Well, my BF and I decided its best to have Mr. Bob pts. I just wanted to let everyone know who loved my Bob just as much as I did. I know he had many friends on here and I'll give him kiss's and hugs from all of you before he goes.  He's had a wonderful life and I will miss him dearly.


----------



## junior_j (Jan 24, 2008)

I am sorry

Can i ask why you are putting him to sleep

He is a lovely little rat who looked to have a brilliant life!
Jess x


----------



## JennieLove (Jan 2, 2007)

He's having an extreamly hard time walking, to the point were he cant hold himself up. He has also been losing alot of weight due to the fact that he has malocclusion and cant eat or drink properly; we had his teeth trimmed (paid up the butt for it) but we can't keep doing it every 2 weeks, especially when he's having these other problems. It got to the point where im hand feeding him and I dont think its fair to keep him living like this.


----------



## JennieLove (Jan 2, 2007)

He had a great life, he is 3 years old.


----------



## Guyver (Feb 14, 2008)

sorry to hear that. not nice when they can't go on anymore. but in the end we have to do the right thing by them.


----------



## JennieLove (Jan 2, 2007)

Yeah, my BF and I actually just got back from the vets. He went very peacefully, which im very happy about.
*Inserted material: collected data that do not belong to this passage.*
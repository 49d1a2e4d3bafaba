//! Snapshot command: rank the regular-season league for a date and
//! optionally append it to the dataset's history

use super::shared::{CommandContext, print_json};
use crate::cli::args::{OutputFormat, SnapshotArgs};
use crate::cli::render;
use crate::history::build_snapshot;
use anyhow::{Context, Result, anyhow};
use chrono::Utc;
use tracing::info;

pub async fn run_snapshot(args: &SnapshotArgs, context: &CommandContext) -> Result<()> {
    let dataset = context.store.current();
    let date = args.date.unwrap_or_else(|| Utc::now().date_naive());

    let snapshot = build_snapshot(&dataset, args.season, date)
        .ok_or_else(|| anyhow!("No regular-season zone data for {}", args.season.label()))?;
    info!("Built snapshot for {} with {} teams", date, snapshot.teams.len());

    let recorded = if args.write {
        let mut updated = (*dataset).clone();
        let added = updated
            .history
            .record(snapshot.clone(), context.config.max_history_days);
        if added {
            updated
                .save(&context.dataset_path)
                .await
                .with_context(|| format!("Failed to write {}", context.dataset_path.display()))?;
            let reloaded = context.store.reload(&context.dataset_path).await?;
            info!(
                "History now holds {} snapshots",
                reloaded.history.snapshots.len()
            );
        }
        Some(added)
    } else {
        None
    };

    match args.output_format {
        OutputFormat::Human => println!("{}", render::snapshot(&snapshot, &dataset.teams, recorded)),
        OutputFormat::Json => print_json(&snapshot)?,
    }
    Ok(())
}
pub static RULES: &[ArchetypeRule] = &[
    // Elite combinations
    rule(
        |s| s.elite() && s.high_danger.is_high(),
        Elite,
        "Unstoppable",
        "Elite danger from everywhere",
        "Top-10% shot volume and finishing, with a high-danger share among the league's highest.",
        "⚡",
    ),
    rule(
        |s| s.elite() && s.low_slot.is_high(),
        Elite,
        "Slot dominators",
        "Volume meets precision",
        "Top-10% volume and finishing built on one of the heaviest low-slot shares in the pool.",
        "🎯",
    ),
    rule(
        |s| s.elite() && s.net_front.is_high(),
        Elite,
        "Elite at the doorstep",
        "Top volume, finished in close",
        "Top-10% volume and finishing with an unusually large share of shots from the crease and net sides.",
        "🚪",
    ),
    rule(
        |s| s.elite() && s.point.is_high(),
        Elite,
        "Complete from the point",
        "Elite attack with a blue-line edge",
        "Top-10% volume and finishing while taking a high share of shots from the points.",
        "🔷",
    ),
    rule(
        |s| s.elite(),
        Elite,
        "Complete attack",
        "No weaknesses",
        "Top-10% in both shots on goal and shooting percentage. Volume and finishing with no zone dependence.",
        "👑",
    ),
    // Crease and net front
    rule(
        |s| s.crease.is_high() && s.net_front.is_high() && s.very_clinical(),
        NetFront,
        "Net-front assassins",
        "Punish every scramble",
        "High crease and net-front shares paired with top-10% shooting percentage.",
        "🔪",
    ),
    rule(
        |s| s.crease.is_high() && s.net_front.is_high() && s.high_volume(),
        NetFront,
        "Crease crashers",
        "Swarm the paint relentlessly",
        "High crease and net-front shares on top-25% shot volume.",
        "💥",
    ),
    rule(
        |s| s.crease.is_mid() && s.high_danger.is_high() && s.clinical(),
        NetFront,
        "High-danger hunters",
        "Finish in tight",
        "Above-average crease share inside a high high-danger share, converted at a top-25% rate.",
        "🎯",
    ),
    rule(
        |s| s.net_front.is_high() && s.wild(),
        NetFront,
        "Traffic seekers",
        "Quantity game near the net",
        "A high net-front share with bottom-25% shooting percentage. Lots of bodies, few clean looks.",
        "📦",
    ),
    rule(
        |s| s.crease.is_mid() && s.high_danger.is_mid(),
        NetFront,
        "Net-front heavy",
        "Life in the crease",
        "Above-average crease and high-danger shares without a standout rank signal.",
        "🏒",
    ),
    // Low slot
    rule(
        |s| s.low_slot.is_high() && s.very_clinical(),
        LowSlot,
        "Low slot snipers",
        "Make every chance count",
        "A high low-slot share finished at a top-10% shooting percentage.",
        "🎯",
    ),
    rule(
        |s| s.low_slot.is_high() && s.high_volume() && s.wild(),
        LowSlot,
        "Volume merchants",
        "Flood the slot",
        "Top-25% volume and a high low-slot share, but bottom-25% finishing.",
        "📊",
    ),
    rule(
        |s| s.low_slot.is_high() && s.high_volume(),
        LowSlot,
        "Slot-hungry",
        "Shoot first, ask later",
        "A high low-slot share on top-25% shot volume.",
        "🔥",
    ),
    rule(
        |s| s.low_slot.is_mid() && s.clinical(),
        LowSlot,
        "Direct and deadly",
        "Straight to the slot",
        "An above-average low-slot share with top-25% shooting percentage.",
        "⚡",
    ),
    rule(
        |s| s.low_slot.is_high(),
        LowSlot,
        "Slot-first system",
        "Everything runs through centre",
        "One of the highest low-slot shares in the pool without an outlying volume or finishing rank.",
        "🏒",
    ),
    rule(
        |s| s.low_slot.is_mid() && s.prolific(),
        LowSlot,
        "Structured attack",
        "Earn the slot every time",
        "An above-average low-slot share feeding a top-25% goal total.",
        "🧩",
    ),
    // High danger
    rule(
        |s| s.high_danger.is_high() && s.high_volume() && s.clinical(),
        HighDanger,
        "Danger zone addicts",
        "High volume, high quality",
        "A high high-danger share with top-25% volume and top-25% finishing.",
        "🔥",
    ),
    rule(
        |s| s.high_danger.is_high() && s.high_volume(),
        HighDanger,
        "Inside-out attack",
        "Earn it the hard way",
        "A high high-danger share on top-25% shot volume.",
        "💪",
    ),
    rule(
        |s| s.high_danger.is_high() && s.clinical(),
        HighDanger,
        "Selective but lethal",
        "Choose danger, convert",
        "A high high-danger share converted at a top-25% shooting percentage.",
        "🎯",
    ),
    rule(
        |s| s.high_danger.is_mid() && s.low_volume(),
        HighDanger,
        "Opportunists",
        "Wait for danger, then strike",
        "Bottom-25% shot volume, but an above-average share of it from high-danger ice.",
        "🦊",
    ),
    rule(
        |s| s.high_danger.is_high(),
        HighDanger,
        "High-danger focused",
        "Willing to pay the price",
        "One of the highest high-danger shares in the pool.",
        "💥",
    ),
    // Point shots
    rule(
        |s| s.point.is_high() && s.defense_driven && s.very_clinical(),
        Point,
        "Blue-line snipers",
        "Pinching defenders who finish",
        "A high point share, defense-driven shot mix and top-10% shooting percentage.",
        "🎯",
    ),
    rule(
        |s| s.point.is_high() && s.defense_driven && s.high_volume(),
        Point,
        "Blue-line blitz",
        "Active D driving offence",
        "A high point share and defense-driven shot mix on top-25% volume.",
        "🔵",
    ),
    rule(
        |s| s.point.is_mid() && s.defense_driven && s.clinical(),
        Point,
        "Point shot precision",
        "Smart D with north-south reach",
        "An above-average point share from a defense-driven attack with top-25% finishing.",
        "📐",
    ),
    rule(
        |s| s.point.is_mid() && s.defense_driven,
        Point,
        "Blue-line heavy",
        "Defenders carry the load",
        "An above-average point share and a defense share of skater shots above the D-driven line.",
        "🔵",
    ),
    rule(
        |s| s.point.is_mid() && s.high_volume(),
        Point,
        "Point shot barrage",
        "Screen and tip everything",
        "An above-average point share on top-25% shot volume.",
        "🌊",
    ),
    rule(
        |s| s.point.is_high() && s.clinical(),
        Point,
        "Long-range specialists",
        "Make distance shots count",
        "A high point share with top-25% shooting percentage.",
        "🎯",
    ),
    rule(
        |s| s.point.is_high(),
        Point,
        "Perimeter to slot",
        "Point shots feeding chaos",
        "One of the highest point shares in the pool.",
        "🔀",
    ),
    // Circles
    rule(
        |s| s.circle.is_high() && s.very_clinical(),
        Circle,
        "Circle snipers",
        "Ice-cold from the dots",
        "A high faceoff-circle share finished at a top-10% shooting percentage.",
        "❄️",
    ),
    rule(
        |s| s.circle.is_high() && s.high_volume() && s.clinical(),
        Circle,
        "Faceoff circle threats",
        "Wide and accurate",
        "A high circle share with top-25% volume and top-25% finishing.",
        "🎯",
    ),
    rule(
        |s| s.circle.is_mid() && s.high_volume(),
        Circle,
        "Wide-angle offence",
        "Circles as the launchpad",
        "An above-average circle share on top-25% shot volume.",
        "🔄",
    ),
    rule(
        |s| s.circle.is_mid() && s.clinical(),
        Circle,
        "Patient outside-in",
        "Pick the spot, hit it",
        "An above-average circle share with top-25% shooting percentage.",
        "🧊",
    ),
    rule(
        |s| s.circle.is_mid() && s.wild(),
        Circle,
        "Spray and pray",
        "Circles without the finish",
        "An above-average circle share with bottom-25% shooting percentage.",
        "🌀",
    ),
    rule(
        |s| s.circle.is_high(),
        Circle,
        "Outside-in system",
        "Circle shots feeding the slot",
        "One of the highest faceoff-circle shares in the pool.",
        "↩️",
    ),
    // Corners and behind the net
    rule(
        |s| s.corner.is_high() && s.high_danger.is_mid(),
        Corner,
        "Cycle masters",
        "Work the corners, cash in close",
        "A high corner and behind-the-net share alongside an above-average high-danger share.",
        "🔄",
    ),
    rule(
        |s| s.corner.is_high() && s.prolific(),
        Corner,
        "Below the goal line",
        "Corners that turn into goals",
        "A high corner share feeding a top-25% goal total.",
        "🧲",
    ),
    rule(
        |s| s.corner.is_high(),
        Corner,
        "Grind it out",
        "Board battles feeding the crease",
        "One of the highest corner and behind-the-net shares in the pool.",
        "💪",
    ),
    // Forward versus defense driven
    rule(
        |s| s.defense_driven && s.clinical() && s.prolific(),
        ForwardDefense,
        "Blue-line excellence",
        "Defenders make the difference",
        "A defense-driven shot mix with top-25% finishing and top-25% goals.",
        "🛡️",
    ),
    rule(
        |s| s.defense_driven && s.high_volume(),
        ForwardDefense,
        "D-led attack",
        "Blueline carries the offensive load",
        "A defense-driven shot mix on top-25% shot volume.",
        "🔵",
    ),
    rule(
        |s| s.defense_driven && s.starved(),
        ForwardDefense,
        "Thin attack",
        "Defenders carrying a stalled offence",
        "A defense-driven shot mix and a bottom-25% goal total.",
        "🧱",
    ),
    rule(
        |s| s.forward_driven && s.very_clinical(),
        ForwardDefense,
        "Forward-driven",
        "Elite scorers do the heavy lifting",
        "A forward-driven shot mix with top-10% shooting percentage.",
        "⭐",
    ),
    rule(
        |s| s.forward_driven && s.high_volume(),
        ForwardDefense,
        "Forward-centric machine",
        "D stay home",
        "A forward-driven shot mix on top-25% shot volume.",
        "🏹",
    ),
    rule(
        |s| s.forward_driven && s.starved(),
        ForwardDefense,
        "Forwards alone",
        "Little support from the back end",
        "A forward-driven shot mix and a bottom-25% goal total.",
        "🏝️",
    ),
    // Volume extremes
    rule(
        |s| s.high_volume() && s.very_clinical(),
        Volume,
        "Offensive powerhouse",
        "Generate and convert",
        "Top-25% shot volume with top-10% shooting percentage.",
        "⚡",
    ),
    rule(
        |s| s.high_volume() && s.very_wild(),
        Volume,
        "Shoot-first mentality",
        "Quantity over quality",
        "Top-25% shot volume with bottom-10% shooting percentage.",
        "🌀",
    ),
    rule(
        |s| s.high_volume() && s.clinical(),
        Volume,
        "High-tempo machine",
        "Volume with purpose",
        "Top-25% shot volume and top-25% shooting percentage.",
        "🔥",
    ),
    rule(
        |s| s.high_volume() && s.wild(),
        Volume,
        "All gas no brakes",
        "Shots from everywhere",
        "Top-25% shot volume and bottom-25% shooting percentage.",
        "💨",
    ),
    rule(
        |s| s.high_volume(),
        Volume,
        "Volume-driven attack",
        "Keep the goalie busy",
        "Top-25% shots on goal without a zone or finishing signature.",
        "📊",
    ),
    // Low volume
    rule(
        |s| s.low_volume() && s.very_clinical() && s.prolific(),
        LowVolume,
        "Less is more",
        "Ruthless efficiency",
        "Bottom-25% shot volume, yet top-10% finishing and top-25% goals.",
        "🔪",
    ),
    rule(
        |s| s.low_volume() && s.clinical(),
        LowVolume,
        "Patient and precise",
        "Low volume, high impact",
        "Bottom-25% shot volume with top-25% shooting percentage.",
        "🧊",
    ),
    rule(
        |s| s.low_volume() && s.wild() && s.starved(),
        LowVolume,
        "Offensively challenged",
        "Rare shots, rare goals",
        "Bottom-25% in shots, shooting percentage and goals.",
        "😬",
    ),
    rule(
        |s| s.low_volume() && s.starved(),
        LowVolume,
        "Quiet attack",
        "Struggle to generate and convert",
        "Bottom-25% shot volume and a bottom-25% goal total.",
        "📉",
    ),
    rule(
        |s| s.low_volume(),
        LowVolume,
        "Conservative offence",
        "Choose moments carefully",
        "Bottom-25% shots on goal without a finishing signal either way.",
        "🕰️",
    ),
    // Efficiency fallbacks
    rule(
        |s| s.very_clinical() && s.prolific(),
        Efficiency,
        "Clinical finishers",
        "Make every chance pay",
        "Top-10% shooting percentage and a top-25% goal total.",
        "💎",
    ),
    rule(
        |s| s.very_clinical(),
        Efficiency,
        "Precision attack",
        "Ice water in their veins",
        "Top-10% shooting percentage on ordinary volume.",
        "❄️",
    ),
    rule(
        |s| s.clinical() && s.prolific(),
        Efficiency,
        "Efficient and dangerous",
        "Quality over quantity",
        "Top-25% shooting percentage and a top-25% goal total.",
        "🎯",
    ),
    rule(
        |s| s.clinical(),
        Efficiency,
        "Selective shooters",
        "Make every shot count",
        "Top-25% shooting percentage on ordinary volume.",
        "🧠",
    ),
    rule(
        |s| s.very_wild() && s.starved(),
        Efficiency,
        "Snakebitten",
        "Chances that will not go in",
        "Bottom-10% shooting percentage and a bottom-25% goal total.",
        "🐍",
    ),
    rule(
        |s| s.wild(),
        Efficiency,
        "Streaky attack",
        "Hot and cold in waves",
        "Bottom-25% shooting percentage on ordinary volume.",
        "🌊",
    ),
    rule(
        |s| s.prolific(),
        Efficiency,
        "Finds a way",
        "Goals without a signature",
        "A top-25% goal total with no standout zone, volume or finishing rank.",
        "🧭",
    ),
    rule(
        |s| s.starved(),
        Efficiency,
        "Goal-starved",
        "Shots that rarely turn into goals",
        "A bottom-25% goal total with no standout zone, volume or finishing rank.",
        "🥶",
    ),
];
We are having him cremated with the second part of Jays quote from the movie 300. "Its an honor to have live at yours" to go along with Jays "It was an honor to die at your side."


----------



## Forensic (Apr 12, 2007)

I'm so sorry, Jennielove... I think the idea of the matching sayings is so sweet.


----------



## JennieLove (Jan 2, 2007)

Thank you Forensic.


----------



## phaidraft (Apr 9, 2008)

I'm so sorry for your loss, Jennie..


----------



## crapola (Feb 12, 2007)

i'm so sorry for your loss  i know it was a tough decision


----------



## twitch (Jan 4, 2007)

the matching saying is very touching. and very fitting they were really quite the pair the two of them. and now, though they will still have to wait for you, they at least have each other again. i'm sorry they can't stay with us all forever, their short lives are a curse. sorry for you loss.


----------



## JennieLove (Jan 2, 2007)

Thank you everyone for your support.


----------



## collisiontheory89 (Apr 16, 2008)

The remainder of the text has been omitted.